● WORK ITEM
Tell me how many lines in the data below hold the string "contains", and say nothing else.

● Stored data
• • • •

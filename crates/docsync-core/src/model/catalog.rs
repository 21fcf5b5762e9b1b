use std::collections::BTreeMap;
use std::path::PathBuf;

use serde::{Deserialize, Deserializer, Serialize};
use serde_json::{Map, Value};

use crate::errors::{DocSyncError, Result};

/// Outcome of comparing an existing column description against live data
#[derive(Debug, Clone, Copy, PartialEq, Eq, Default, Serialize, Deserialize)]
pub enum DriftStatus {
    #[serde(rename = "MATCH")]
    Match,
    #[serde(rename = "DRIFT")]
    Drift,
    /// No drift check was run for this column
    #[default]
    #[serde(rename = "N/A")]
    NotApplicable,
}

/// One column of a generated catalog entry
#[derive(Debug, Clone, PartialEq, Serialize, Deserialize)]
pub struct GeneratedColumn {
    pub name: String,

    /// Physical column type reported by the generator (informational)
    #[serde(rename = "type", default, skip_serializing_if = "Option::is_none")]
    pub data_type: Option<String>,

    /// Generated fields (description, tags, tests, meta, ...) in generator order
    #[serde(
        rename = "ai_generated",
        default,
        deserialize_with = "empty_map_if_null"
    )]
    pub generated_fields: Map<String, Value>,

    #[serde(default)]
    pub drift_status: DriftStatus,
}

impl GeneratedColumn {
    pub fn new(name: impl Into<String>) -> Self {
        Self {
            name: name.into(),
            data_type: None,
            generated_fields: Map::new(),
            drift_status: DriftStatus::NotApplicable,
        }
    }

    pub fn with_field(mut self, key: impl Into<String>, value: impl Into<Value>) -> Self {
        self.generated_fields.insert(key.into(), value.into());
        self
    }

    pub fn with_drift_status(mut self, status: DriftStatus) -> Self {
        self.drift_status = status;
        self
    }
}

/// Everything the external generator produced for one entity
#[derive(Debug, Clone, PartialEq, Serialize, Deserialize)]
pub struct CatalogEntry {
    /// Filled from the catalog's object key
    #[serde(skip)]
    pub entity_name: String,

    #[serde(rename = "model_description", default)]
    pub generated_description: Option<String>,

    /// Carried for downstream renderers; never written into documents
    #[serde(rename = "model_lineage_chart", default)]
    pub generated_lineage_chart: Option<String>,

    #[serde(default, deserialize_with = "empty_vec_if_null")]
    pub columns: Vec<GeneratedColumn>,

    /// Path of the entity's defining source file, used only for stub placement
    #[serde(rename = "original_file_path", default)]
    pub source_file_hint: Option<PathBuf>,
}

impl CatalogEntry {
    pub fn new(entity_name: impl Into<String>) -> Self {
        Self {
            entity_name: entity_name.into(),
            generated_description: None,
            generated_lineage_chart: None,
            columns: Vec::new(),
            source_file_hint: None,
        }
    }

    pub fn with_description(mut self, description: impl Into<String>) -> Self {
        self.generated_description = Some(description.into());
        self
    }

    pub fn with_column(mut self, column: GeneratedColumn) -> Self {
        self.columns.push(column);
        self
    }

    pub fn with_source_file_hint(mut self, hint: impl Into<PathBuf>) -> Self {
        self.source_file_hint = Some(hint.into());
        self
    }

    /// Non-empty generated description, if any
    pub fn description(&self) -> Option<&str> {
        self.generated_description
            .as_deref()
            .filter(|d| !d.trim().is_empty())
    }

    /// First generated column with exactly this name
    pub fn generated_column(&self, name: &str) -> Option<&GeneratedColumn> {
        self.columns.iter().find(|c| c.name == name)
    }
}

/// Generated catalog keyed by entity name
///
/// Iteration is in entity-name order so that runs are deterministic.
#[derive(Debug, Clone, Default, PartialEq)]
pub struct Catalog {
    entries: BTreeMap<String, CatalogEntry>,
}

impl Catalog {
    pub fn new() -> Self {
        Self::default()
    }

    /// Parse the generator's JSON object (`{ "<entity>": { ... }, ... }`)
    ///
    /// # Errors
    ///
    /// Returns `InvalidCatalog` if the payload is not an object of entries,
    /// or an entry is malformed or has an empty name.
    pub fn from_json_str(json: &str) -> Result<Self> {
        let value: Value = serde_json::from_str(json).map_err(|e| DocSyncError::InvalidCatalog {
            message: format!("catalog is not valid JSON: {}", e),
        })?;
        Self::from_json_value(value)
    }

    /// Build a catalog from an already-parsed JSON value
    ///
    /// # Errors
    ///
    /// See [`Catalog::from_json_str`].
    pub fn from_json_value(value: Value) -> Result<Self> {
        let Value::Object(object) = value else {
            return Err(DocSyncError::InvalidCatalog {
                message: "catalog must be a JSON object keyed by entity name".to_string(),
            });
        };

        let mut catalog = Catalog::new();
        for (name, raw) in object {
            if name.is_empty() {
                return Err(DocSyncError::InvalidCatalog {
                    message: "catalog contains an entry with an empty name".to_string(),
                });
            }
            let mut entry: CatalogEntry =
                serde_json::from_value(raw).map_err(|e| DocSyncError::InvalidCatalog {
                    message: format!("entry '{}': {}", name, e),
                })?;
            entry.entity_name = name;
            catalog.insert(entry);
        }
        Ok(catalog)
    }

    /// Insert or replace an entry under its entity name
    pub fn insert(&mut self, entry: CatalogEntry) {
        self.entries.insert(entry.entity_name.clone(), entry);
    }

    pub fn get(&self, entity_name: &str) -> Option<&CatalogEntry> {
        self.entries.get(entity_name)
    }

    pub fn entries(&self) -> impl Iterator<Item = &CatalogEntry> {
        self.entries.values()
    }

    pub fn len(&self) -> usize {
        self.entries.len()
    }

    pub fn is_empty(&self) -> bool {
        self.entries.is_empty()
    }
}

impl FromIterator<CatalogEntry> for Catalog {
    fn from_iter<T: IntoIterator<Item = CatalogEntry>>(iter: T) -> Self {
        let mut catalog = Catalog::new();
        for entry in iter {
            catalog.insert(entry);
        }
        catalog
    }
}

fn empty_map_if_null<'de, D>(deserializer: D) -> std::result::Result<Map<String, Value>, D::Error>
where
    D: Deserializer<'de>,
{
    Ok(Option::<Map<String, Value>>::deserialize(deserializer)?.unwrap_or_default())
}

fn empty_vec_if_null<'de, D>(
    deserializer: D,
) -> std::result::Result<Vec<GeneratedColumn>, D::Error>
where
    D: Deserializer<'de>,
{
    Ok(Option::<Vec<GeneratedColumn>>::deserialize(deserializer)?.unwrap_or_default())
}

#[cfg(test)]
mod tests {
    use super::*;

    #[test]
    fn test_parse_generator_payload() {
        let json = r#"{
            "customers": {
                "model_description": "One row per customer",
                "model_lineage_chart": "graph TD; a --> customers",
                "columns": [
                    {
                        "name": "customer_id",
                        "type": "integer",
                        "ai_generated": {"description": "Primary key", "tests": ["unique"]},
                        "drift_status": "N/A"
                    }
                ],
                "original_file_path": "models/customers.sql"
            }
        }"#;

        let catalog = Catalog::from_json_str(json).unwrap();
        let entry = catalog.get("customers").unwrap();

        assert_eq!(entry.entity_name, "customers");
        assert_eq!(entry.description(), Some("One row per customer"));
        assert_eq!(
            entry.source_file_hint.as_deref(),
            Some(std::path::Path::new("models/customers.sql"))
        );
        let column = entry.generated_column("customer_id").unwrap();
        assert_eq!(column.data_type.as_deref(), Some("integer"));
        assert_eq!(column.drift_status, DriftStatus::NotApplicable);
        let keys: Vec<&String> = column.generated_fields.keys().collect();
        assert_eq!(keys, ["description", "tests"]);
    }

    #[test]
    fn test_optional_keys_default() {
        let json = r#"{"orders": {"columns": [{"name": "id", "ai_generated": null}]}}"#;
        let catalog = Catalog::from_json_str(json).unwrap();
        let entry = catalog.get("orders").unwrap();

        assert!(entry.description().is_none());
        assert!(entry.source_file_hint.is_none());
        assert!(entry.columns[0].generated_fields.is_empty());
    }

    #[test]
    fn test_blank_description_is_absent() {
        let entry = CatalogEntry::new("x").with_description("   ");
        assert!(entry.description().is_none());
    }

    #[test]
    fn test_reject_non_object_catalog() {
        let err = Catalog::from_json_str("[1, 2]").unwrap_err();
        assert!(matches!(err, DocSyncError::InvalidCatalog { .. }));
    }

    #[test]
    fn test_reject_unknown_drift_status() {
        let json = r#"{"orders": {"columns": [{"name": "id", "drift_status": "MAYBE"}]}}"#;
        let err = Catalog::from_json_str(json).unwrap_err();
        assert!(err.to_string().contains("orders"));
    }

    #[test]
    fn test_iteration_is_name_ordered() {
        let catalog: Catalog = ["zeta", "alpha", "mid"]
            .into_iter()
            .map(CatalogEntry::new)
            .collect();
        let names: Vec<&str> = catalog.entries().map(|e| e.entity_name.as_str()).collect();
        assert_eq!(names, ["alpha", "mid", "zeta"]);
    }
}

• • • •

● COMPLETED EXERCISE
2